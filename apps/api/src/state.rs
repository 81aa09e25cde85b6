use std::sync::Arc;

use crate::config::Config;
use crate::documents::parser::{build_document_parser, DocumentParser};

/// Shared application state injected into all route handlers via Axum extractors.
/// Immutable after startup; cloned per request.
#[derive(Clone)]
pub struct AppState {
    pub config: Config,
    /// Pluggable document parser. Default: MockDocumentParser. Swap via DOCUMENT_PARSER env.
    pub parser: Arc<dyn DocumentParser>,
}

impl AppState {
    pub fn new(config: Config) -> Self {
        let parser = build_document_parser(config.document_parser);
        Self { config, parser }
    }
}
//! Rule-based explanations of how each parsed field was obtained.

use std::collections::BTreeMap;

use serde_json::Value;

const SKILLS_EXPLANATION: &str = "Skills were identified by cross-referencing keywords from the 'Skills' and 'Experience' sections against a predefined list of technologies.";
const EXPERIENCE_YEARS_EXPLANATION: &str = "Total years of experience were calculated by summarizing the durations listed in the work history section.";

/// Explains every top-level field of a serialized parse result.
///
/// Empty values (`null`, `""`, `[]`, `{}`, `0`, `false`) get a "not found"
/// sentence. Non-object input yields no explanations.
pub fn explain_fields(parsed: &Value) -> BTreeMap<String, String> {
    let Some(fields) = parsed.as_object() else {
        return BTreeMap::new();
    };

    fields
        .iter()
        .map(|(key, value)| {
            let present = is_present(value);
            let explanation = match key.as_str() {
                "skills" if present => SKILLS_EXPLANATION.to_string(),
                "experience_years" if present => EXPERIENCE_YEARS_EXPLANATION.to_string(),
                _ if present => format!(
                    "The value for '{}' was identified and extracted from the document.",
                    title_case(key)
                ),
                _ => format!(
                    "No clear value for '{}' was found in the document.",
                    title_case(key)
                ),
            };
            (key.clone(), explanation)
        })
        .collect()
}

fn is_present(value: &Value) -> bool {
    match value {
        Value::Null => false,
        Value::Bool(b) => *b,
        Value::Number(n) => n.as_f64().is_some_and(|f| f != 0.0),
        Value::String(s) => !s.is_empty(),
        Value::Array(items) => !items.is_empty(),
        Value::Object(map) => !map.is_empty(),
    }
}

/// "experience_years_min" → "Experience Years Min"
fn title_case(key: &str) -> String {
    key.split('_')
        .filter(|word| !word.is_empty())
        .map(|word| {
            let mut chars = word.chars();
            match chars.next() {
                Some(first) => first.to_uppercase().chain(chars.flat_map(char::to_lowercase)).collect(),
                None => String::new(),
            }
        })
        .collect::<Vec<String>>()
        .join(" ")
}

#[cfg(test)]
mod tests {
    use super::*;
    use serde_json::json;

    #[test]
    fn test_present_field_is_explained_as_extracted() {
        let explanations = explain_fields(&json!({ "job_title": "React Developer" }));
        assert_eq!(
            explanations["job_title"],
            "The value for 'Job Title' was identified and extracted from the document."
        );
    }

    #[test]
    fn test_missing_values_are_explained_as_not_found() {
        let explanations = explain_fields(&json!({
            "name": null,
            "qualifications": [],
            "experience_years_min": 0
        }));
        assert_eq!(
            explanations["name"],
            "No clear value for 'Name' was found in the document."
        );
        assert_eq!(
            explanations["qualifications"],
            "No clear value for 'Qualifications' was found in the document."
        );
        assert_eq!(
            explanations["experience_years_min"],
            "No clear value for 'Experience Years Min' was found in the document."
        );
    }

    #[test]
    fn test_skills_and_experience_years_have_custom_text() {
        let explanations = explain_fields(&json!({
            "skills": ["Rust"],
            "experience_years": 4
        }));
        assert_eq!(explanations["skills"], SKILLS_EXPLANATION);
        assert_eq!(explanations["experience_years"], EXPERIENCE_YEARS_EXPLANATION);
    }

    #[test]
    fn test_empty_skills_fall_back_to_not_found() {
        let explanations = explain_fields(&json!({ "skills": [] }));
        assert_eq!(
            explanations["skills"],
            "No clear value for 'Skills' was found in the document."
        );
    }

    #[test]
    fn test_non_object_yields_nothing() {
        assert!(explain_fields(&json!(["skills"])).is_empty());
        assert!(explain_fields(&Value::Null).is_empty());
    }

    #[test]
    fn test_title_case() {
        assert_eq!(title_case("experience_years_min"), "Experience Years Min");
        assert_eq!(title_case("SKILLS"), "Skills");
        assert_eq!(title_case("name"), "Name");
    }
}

+--

- YOUR INSTRUCTIONS: An exact copy of the listing above is what is wanted.

- TASK RESPONSE:
filename apps/api/src/state.rs
repository 81aa09e25cde85b6
use std::sync::Arc;

use crate::config::Config;
use crate::documents::parser::{build_document_parser, DocumentParser};

/// Shared application state injected into all route handlers via Axum extractors.
/// Immutable after startup; cloned per request.
#[derive(Clone)]
pub struct AppState {
    pub config: Config,
    /// Pluggable document parser. Default: MockDocumentParser. Swap via DOCUMENT_PARSER env.
    pub parser: Arc<dyn DocumentParser>,
}

impl AppState {
    pub fn new(config: Config) -> Self {
        let parser = build_document_parser(config.document_parser);
        Self { config, parser }
    }
}
//! Rule-based explanations of how each parsed field was obtained.

use std::collections::BTreeMap;

use serde_json::Value;

const SKILLS_EXPLANATION: &str = "Skills were identified by cross-referencing keywords from the 'Skills' and 'Experience' sections against a predefined list of technologies.";
const EXPERIENCE_YEARS_EXPLANATION: &str = "Total years of experience were calculated by summarizing the durations listed in the work history section.";

/// Explains every top-level field of a serialized parse result.
///
/// Empty values (`null`, `""`, `[]`, `{}`, `0`, `false`) get a "not found"
/// sentence. Non-object input yields no explanations.
pub fn explain_fields(parsed: &Value) -> BTreeMap<String, String> {
    let Some(fields) = parsed.as_object() else {
        return BTreeMap::new();
    };

    fields
        .iter()
        .map(|(key, value)| {
            let present = is_present(value);
            let explanation = match key.as_str() {
                "skills" if present => SKILLS_EXPLANATION.to_string(),
                "experience_years" if present => EXPERIENCE_YEARS_EXPLANATION.to_string(),
                _ if present => format!(
                    "The value for '{}' was identified and extracted from the document.",
                    title_case(key)
                ),
                _ => format!(
                    "No clear value for '{}' was found in the document.",
                    title_case(key)
                ),
            };
            (key.clone(), explanation)
        })
        .collect()
}

fn is_present(value: &Value) -> bool {
    match value {
        Value::Null => false,
        Value::Bool(b) => *b,
        Value::Number(n) => n.as_f64().is_some_and(|f| f != 0.0),
        Value::String(s) => !s.is_empty(),
        Value::Array(items) => !items.is_empty(),
        Value::Object(map) => !map.is_empty(),
    }
}

/// "experience_years_min" → "Experience Years Min"
fn title_case(key: &str) -> String {
    key.split('_')
        .filter(|word| !word.is_empty())
        .map(|word| {
            let mut chars = word.chars();
            match chars.next() {
                Some(first) => first.to_uppercase().chain(chars.flat_map(char::to_lowercase)).collect(),
                None => String::new(),
            }
        })
        .collect::<Vec<String>>()
        .join(" ")
}

#[cfg(test)]
mod tests {
    use super::*;
    use serde_json::json;

    #[test]
    fn test_present_field_is_explained_as_extracted() {
        let explanations = explain_fields(&json!({ "job_title": "React Developer" }));
        assert_eq!(
            explanations["job_title"],
            "The value for 'Job Title' was identified and extracted from the document."
        );
    }

    #[test]
    fn test_missing_values_are_explained_as_not_found() {
        let explanations = explain_fields(&json!({
            "name": null,
            "qualifications": [],
            "experience_years_min": 0
        }));
        assert_eq!(
            explanations["name"],
            "No clear value for 'Name' was found in the document."
        );
        assert_eq!(
            explanations["qualifications"],
            "No clear value for 'Qualifications' was found in the document."
        );
        assert_eq!(
            explanations["experience_years_min"],
            "No clear value for 'Experience Years Min' was found in the document."
        );
    }

    #[test]
    fn test_skills_and_experience_years_have_custom_text() {
        let explanations = explain_fields(&json!({
            "skills": ["Rust"],
            "experience_years": 4
        }));
        assert_eq!(explanations["skills"], SKILLS_EXPLANATION);
        assert_eq!(explanations["experience_years"], EXPERIENCE_YEARS_EXPLANATION);
    }

    #[test]
    fn test_empty_skills_fall_back_to_not_found() {
        let explanations = explain_fields(&json!({ "skills": [] }));
        assert_eq!(
            explanations["skills"],
            "No clear value for 'Skills' was found in the document."
        );
    }

    #[test]
    fn test_non_object_yields_nothing() {
        assert!(explain_fields(&json!(["skills"])).is_empty());
        assert!(explain_fields(&Value::Null).is_empty());
    }

    #[test]
    fn test_title_case() {
        assert_eq!(title_case("experience_years_min"), "Experience Years Min");
        assert_eq!(title_case("SKILLS"), "Skills");
        assert_eq!(title_case("name"), "Name");
    }
}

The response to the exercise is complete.